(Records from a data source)
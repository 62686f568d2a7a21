//! Firestore REST API types and value conversions.

use chrono::{DateTime, Utc};
use serde::{Deserialize, Serialize};
use std::collections::HashMap;

/// Firestore document value types.
#[derive(Debug, Clone, PartialEq, Serialize, Deserialize)]
#[serde(rename_all = "camelCase")]
pub enum Value {
    NullValue(()),
    BooleanValue(bool),
    IntegerValue(String), // Firestore sends integers as strings
    DoubleValue(f64),
    TimestampValue(String),
    StringValue(String),
    ArrayValue(ArrayValue),
    MapValue(MapValue),
}

#[derive(Debug, Clone, PartialEq, Serialize, Deserialize)]
pub struct ArrayValue {
    pub values: Option<Vec<Value>>,
}

#[derive(Debug, Clone, PartialEq, Serialize, Deserialize)]
pub struct MapValue {
    pub fields: Option<HashMap<String, Value>>,
}

impl Value {
    /// Map value from `(name, value)` pairs.
    pub fn map<K: Into<String>>(fields: impl IntoIterator<Item = (K, Value)>) -> Self {
        Value::MapValue(MapValue {
            fields: Some(fields.into_iter().map(|(k, v)| (k.into(), v)).collect()),
        })
    }

    /// Array value.
    pub fn array(values: impl IntoIterator<Item = Value>) -> Self {
        Value::ArrayValue(ArrayValue {
            values: Some(values.into_iter().collect()),
        })
    }

    /// Field of a map value.
    pub fn get(&self, field: &str) -> Option<&Value> {
        match self {
            Value::MapValue(MapValue { fields: Some(f) }) => f.get(field),
            _ => None,
        }
    }

    /// Elements of an array value.
    pub fn as_array(&self) -> &[Value] {
        match self {
            Value::ArrayValue(ArrayValue { values: Some(v) }) => v,
            _ => &[],
        }
    }
}

/// Firestore document.
#[derive(Debug, Clone, Serialize, Deserialize)]
#[serde(rename_all = "camelCase")]
pub struct Document {
    /// Full resource name
    #[serde(skip_serializing_if = "Option::is_none")]
    pub name: Option<String>,
    pub fields: Option<HashMap<String, Value>>,
    #[serde(skip_serializing_if = "Option::is_none")]
    pub create_time: Option<String>,
    #[serde(skip_serializing_if = "Option::is_none")]
    pub update_time: Option<String>,
}

impl Document {
    pub fn new(fields: HashMap<String, Value>) -> Self {
        Self {
            name: None,
            fields: Some(fields),
            create_time: None,
            update_time: None,
        }
    }

    /// Typed top-level field.
    pub fn field<T: FromFirestoreValue>(&self, name: &str) -> Option<T> {
        self.fields
            .as_ref()
            .and_then(|f| f.get(name))
            .and_then(T::from_firestore_value)
    }
}

/// Convert a Rust value to a Firestore [`Value`].
pub trait ToFirestoreValue {
    fn to_firestore_value(&self) -> Value;
}

impl ToFirestoreValue for String {
    fn to_firestore_value(&self) -> Value {
        Value::StringValue(self.clone())
    }
}

impl ToFirestoreValue for &str {
    fn to_firestore_value(&self) -> Value {
        Value::StringValue(self.to_string())
    }
}

impl ToFirestoreValue for u32 {
    fn to_firestore_value(&self) -> Value {
        Value::IntegerValue(self.to_string())
    }
}

impl ToFirestoreValue for u64 {
    fn to_firestore_value(&self) -> Value {
        // Firestore integers are signed 64-bit.
        Value::IntegerValue(i64::try_from(*self).unwrap_or(i64::MAX).to_string())
    }
}

impl ToFirestoreValue for f64 {
    fn to_firestore_value(&self) -> Value {
        Value::DoubleValue(*self)
    }
}

impl ToFirestoreValue for bool {
    fn to_firestore_value(&self) -> Value {
        Value::BooleanValue(*self)
    }
}

impl ToFirestoreValue for DateTime<Utc> {
    fn to_firestore_value(&self) -> Value {
        Value::TimestampValue(self.to_rfc3339())
    }
}

impl<T: ToFirestoreValue> ToFirestoreValue for Option<T> {
    fn to_firestore_value(&self) -> Value {
        match self {
            Some(v) => v.to_firestore_value(),
            None => Value::NullValue(()),
        }
    }
}

impl<T: ToFirestoreValue> ToFirestoreValue for Vec<T> {
    fn to_firestore_value(&self) -> Value {
        Value::array(self.iter().map(|v| v.to_firestore_value()))
    }
}

/// Convert a Firestore [`Value`] to a Rust type.
pub trait FromFirestoreValue: Sized {
    fn from_firestore_value(value: &Value) -> Option<Self>;
}

impl FromFirestoreValue for String {
    fn from_firestore_value(value: &Value) -> Option<Self> {
        match value {
            Value::StringValue(s) => Some(s.clone()),
            _ => None,
        }
    }
}

impl FromFirestoreValue for u32 {
    fn from_firestore_value(value: &Value) -> Option<Self> {
        match value {
            Value::IntegerValue(s) => s.parse().ok(),
            Value::DoubleValue(f) => Some(*f as u32),
            _ => None,
        }
    }
}

impl FromFirestoreValue for u64 {
    fn from_firestore_value(value: &Value) -> Option<Self> {
        match value {
            Value::IntegerValue(s) => s.parse().ok(),
            Value::DoubleValue(f) => Some(*f as u64),
            _ => None,
        }
    }
}

impl FromFirestoreValue for f64 {
    fn from_firestore_value(value: &Value) -> Option<Self> {
        match value {
            Value::DoubleValue(f) => Some(*f),
            Value::IntegerValue(s) => s.parse().ok(),
            _ => None,
        }
    }
}

impl FromFirestoreValue for DateTime<Utc> {
    fn from_firestore_value(value: &Value) -> Option<Self> {
        match value {
            Value::TimestampValue(s) => DateTime::parse_from_rfc3339(s).ok().map(|dt| dt.into()),
            _ => None,
        }
    }
}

## TASK REQUIREMENTS
In the records above, collect each line with "TimestampValue".

## SOLUTION FOR THIS EXERCISE
    TimestampValue(String),
        Value::TimestampValue(self.to_rfc3339())
            Value::TimestampValue(s) => DateTime::parse_from_rfc3339(s).ok().map(|dt| dt.into()),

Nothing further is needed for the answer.